**Task item**
Nothing may be dropped. Retype the whole listing exactly.

**Data under study**
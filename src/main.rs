use std::sync::Arc;

use anyhow::{Context, Result};
use arc_swap::ArcSwap;
use chrono::Utc;
use clap::{Arg, ArgAction, Command as ClapCommand};
use tracing::{error, info};

use fleetcron::command_watcher;
use fleetcron::config::Config;
use fleetcron::job_index::JobIndex;
use fleetcron::lock;
use fleetcron::main_loop::Agent;
use fleetcron::notify::Notifier;
use fleetcron::store::{MongoStore, StoreGateway};
use fleetcron::types::{Command, CommandType};

const VERSION: &str = env!("CARGO_PKG_VERSION");

fn cli() -> ClapCommand {
    let target_arg = Arg::new("target")
        .value_name("TARGET")
        .help("machine_id, or \"all\" (default)")
        .default_value("all");

    ClapCommand::new("fleetcron")
        .version(VERSION)
        .about("Distributed cron agent coordinating exactly-once scheduled HTTP jobs across a fleet")
        .arg(
            Arg::new("verbose")
                .short('v')
                .long("verbose")
                .action(ArgAction::SetTrue)
                .help("Enable debug-level logging"),
        )
        .subcommand(ClapCommand::new("run").about("Run the agent in the foreground (default)"))
        .subcommand(
            ClapCommand::new("reload")
                .alias("refresh")
                .about("Broadcast a reload_jobs command to the fleet")
                .arg(target_arg.clone()),
        )
        .subcommand(
            ClapCommand::new("reload-config")
                .alias("rc")
                .about("Broadcast a reload_config command to the fleet")
                .arg(target_arg),
        )
}

#[tokio::main]
async fn main() {
    let matches = cli().get_matches();
    let verbose = matches.get_flag("verbose");
    init_logging(verbose);

    let result = match matches.subcommand() {
        Some(("reload", sub)) => {
            let target = sub.get_one::<String>("target").map(String::as_str).unwrap_or("all");
            send_command(CommandType::ReloadJobs, target).await
        }
        Some(("reload-config", sub)) => {
            let target = sub.get_one::<String>("target").map(String::as_str).unwrap_or("all");
            send_command(CommandType::ReloadConfig, target).await
        }
        _ => run_agent().await,
    };

    let exit_code = match result {
        Ok(()) => 0,
        Err(e) if e.is::<LockHeld>() => {
            error!(error = %e, "another fleetcron instance is already running");
            2
        }
        Err(e) => {
            eprintln!("Error: {e:#}");
            error!(error = %e, "fatal error");
            1
        }
    };

    std::process::exit(exit_code);
}

fn init_logging(verbose: bool) {
    let default_level = if verbose { "debug" } else { "info" };
    let filter = tracing_subscriber::EnvFilter::try_from_default_env()
        .unwrap_or_else(|_| tracing_subscriber::EnvFilter::new(default_level));
    tracing_subscriber::fmt().with_env_filter(filter).init();
}

/// Marker wrapped around a lock-acquisition failure, so `main` can map it to
/// exit code 2 instead of the generic fatal-error code 1.
#[derive(Debug, thiserror::Error)]
#[error("lock already held")]
struct LockHeld;

async fn send_command(command_type: CommandType, target: &str) -> Result<()> {
    let config = Config::load().context("failed to load configuration")?;
    let store = MongoStore::connect(&config.mongodb_uri, &config.db_name, config.order_field_aliases())
        .await
        .context("failed to connect to store")?;
    let command = Command {
        command_type,
        target: target.to_string(),
        created_at: Utc::now(),
    };
    store.submit_command(&command).await.context("failed to send command")?;
    info!(target, "command sent");
    Ok(())
}

async fn run_agent() -> Result<()> {
    let _guard = lock::acquire_single_instance_lock().map_err(|_| LockHeld)?;

    let machine_id = lock::load_or_create_machine_id().context("failed to load machine identity")?;
    let hostname = hostname_or_unknown();

    let config = Config::load().context("failed to load configuration")?;

    let store: Arc<dyn StoreGateway> = Arc::new(
        MongoStore::connect(&config.mongodb_uri, &config.db_name, config.order_field_aliases())
            .await
            .context("failed to connect to store")?,
    );
    store.ensure_indexes().await.context("failed to ensure indexes")?;

    let initial_machine = store
        .ensure_machine(&machine_id, &hostname, config.default_order)
        .await
        .context("failed to register machine")?;

    info!(
        machine_id = %machine_id,
        hostname = %hostname,
        order_value = initial_machine.order_value,
        tz = %config.tz,
        "fleetcron agent started"
    );

    let notifier = Arc::new(Notifier::load_from_store(store.as_ref()).await);
    let index = Arc::new(JobIndex::new());
    match store.list_enabled_jobs().await {
        Ok(jobs) => index.reload(jobs),
        Err(e) => error!(error = %e, "initial job load failed"),
    }

    let config_swap = Arc::new(ArcSwap::from_pointee(config));
    let (shutdown_tx, shutdown_rx) = tokio::sync::watch::channel(false);

    let watcher_handle = tokio::spawn(command_watcher::run(
        store.clone(),
        config_swap.clone(),
        index.clone(),
        notifier.clone(),
        machine_id.clone(),
        shutdown_rx.clone(),
    ));

    let agent = Agent {
        store: store.clone(),
        config: config_swap,
        index,
        notifier,
        machine_id,
        hostname,
    };

    tokio::select! {
        _ = agent.run(shutdown_rx) => {}
        _ = tokio::signal::ctrl_c() => {
            info!("shutdown signal received");
            let _ = shutdown_tx.send(true);
        }
    }

    let _ = watcher_handle.await;
    Ok(())
}

fn hostname_or_unknown() -> String {
    hostname::get()
        .ok()
        .and_then(|s| s.into_string().ok())
        .unwrap_or_else(|| "unknown-host".to_string())
}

**Your solution**
filename src/main.rs
use std::sync::Arc;

use anyhow::{Context, Result};
use arc_swap::ArcSwap;
use chrono::Utc;
use clap::{Arg, ArgAction, Command as ClapCommand};
use tracing::{error, info};

use fleetcron::command_watcher;
use fleetcron::config::Config;
use fleetcron::job_index::JobIndex;
use fleetcron::lock;
use fleetcron::main_loop::Agent;
use fleetcron::notify::Notifier;
use fleetcron::store::{MongoStore, StoreGateway};
use fleetcron::types::{Command, CommandType};

const VERSION: &str = env!("CARGO_PKG_VERSION");

fn cli() -> ClapCommand {
    let target_arg = Arg::new("target")
        .value_name("TARGET")
        .help("machine_id, or \"all\" (default)")
        .default_value("all");

    ClapCommand::new("fleetcron")
        .version(VERSION)
        .about("Distributed cron agent coordinating exactly-once scheduled HTTP jobs across a fleet")
        .arg(
            Arg::new("verbose")
                .short('v')
                .long("verbose")
                .action(ArgAction::SetTrue)
                .help("Enable debug-level logging"),
        )
        .subcommand(ClapCommand::new("run").about("Run the agent in the foreground (default)"))
        .subcommand(
            ClapCommand::new("reload")
                .alias("refresh")
                .about("Broadcast a reload_jobs command to the fleet")
                .arg(target_arg.clone()),
        )
        .subcommand(
            ClapCommand::new("reload-config")
                .alias("rc")
                .about("Broadcast a reload_config command to the fleet")
                .arg(target_arg),
        )
}

#[tokio::main]
async fn main() {
    let matches = cli().get_matches();
    let verbose = matches.get_flag("verbose");
    init_logging(verbose);

    let result = match matches.subcommand() {
        Some(("reload", sub)) => {
            let target = sub.get_one::<String>("target").map(String::as_str).unwrap_or("all");
            send_command(CommandType::ReloadJobs, target).await
        }
        Some(("reload-config", sub)) => {
            let target = sub.get_one::<String>("target").map(String::as_str).unwrap_or("all");
            send_command(CommandType::ReloadConfig, target).await
        }
        _ => run_agent().await,
    };

    let exit_code = match result {
        Ok(()) => 0,
        Err(e) if e.is::<LockHeld>() => {
            error!(error = %e, "another fleetcron instance is already running");
            2
        }
        Err(e) => {
            eprintln!("Error: {e:#}");
            error!(error = %e, "fatal error");
            1
        }
    };

    std::process::exit(exit_code);
}

fn init_logging(verbose: bool) {
    let default_level = if verbose { "debug" } else { "info" };
    let filter = tracing_subscriber::EnvFilter::try_from_default_env()
        .unwrap_or_else(|_| tracing_subscriber::EnvFilter::new(default_level));
    tracing_subscriber::fmt().with_env_filter(filter).init();
}

/// Marker wrapped around a lock-acquisition failure, so `main` can map it to
/// exit code 2 instead of the generic fatal-error code 1.
#[derive(Debug, thiserror::Error)]
#[error("lock already held")]
struct LockHeld;

async fn send_command(command_type: CommandType, target: &str) -> Result<()> {
    let config = Config::load().context("failed to load configuration")?;
    let store = MongoStore::connect(&config.mongodb_uri, &config.db_name, config.order_field_aliases())
        .await
        .context("failed to connect to store")?;
    let command = Command {
        command_type,
        target: target.to_string(),
        created_at: Utc::now(),
    };
    store.submit_command(&command).await.context("failed to send command")?;
    info!(target, "command sent");
    Ok(())
}

async fn run_agent() -> Result<()> {
    let _guard = lock::acquire_single_instance_lock().map_err(|_| LockHeld)?;

    let machine_id = lock::load_or_create_machine_id().context("failed to load machine identity")?;
    let hostname = hostname_or_unknown();

    let config = Config::load().context("failed to load configuration")?;

    let store: Arc<dyn StoreGateway> = Arc::new(
        MongoStore::connect(&config.mongodb_uri, &config.db_name, config.order_field_aliases())
            .await
            .context("failed to connect to store")?,
    );
    store.ensure_indexes().await.context("failed to ensure indexes")?;

    let initial_machine = store
        .ensure_machine(&machine_id, &hostname, config.default_order)
        .await
        .context("failed to register machine")?;

    info!(
        machine_id = %machine_id,
        hostname = %hostname,
        order_value = initial_machine.order_value,
        tz = %config.tz,
        "fleetcron agent started"
    );

    let notifier = Arc::new(Notifier::load_from_store(store.as_ref()).await);
    let index = Arc::new(JobIndex::new());
    match store.list_enabled_jobs().await {
        Ok(jobs) => index.reload(jobs),
        Err(e) => error!(error = %e, "initial job load failed"),
    }

    let config_swap = Arc::new(ArcSwap::from_pointee(config));
    let (shutdown_tx, shutdown_rx) = tokio::sync::watch::channel(false);

    let watcher_handle = tokio::spawn(command_watcher::run(
        store.clone(),
        config_swap.clone(),
        index.clone(),
        notifier.clone(),
        machine_id.clone(),
        shutdown_rx.clone(),
    ));

    let agent = Agent {
        store: store.clone(),
        config: config_swap,
        index,
        notifier,
        machine_id,
        hostname,
    };

    tokio::select! {
        _ = agent.run(shutdown_rx) => {}
        _ = tokio::signal::ctrl_c() => {
            info!("shutdown signal received");
            let _ = shutdown_tx.send(true);
        }
    }

    let _ = watcher_handle.await;
    Ok(())
}

fn hostname_or_unknown() -> String {
    hostname::get()
        .ok()
        .and_then(|s| s.into_string().ok())
        .unwrap_or_else(|| "unknown-host".to_string())
}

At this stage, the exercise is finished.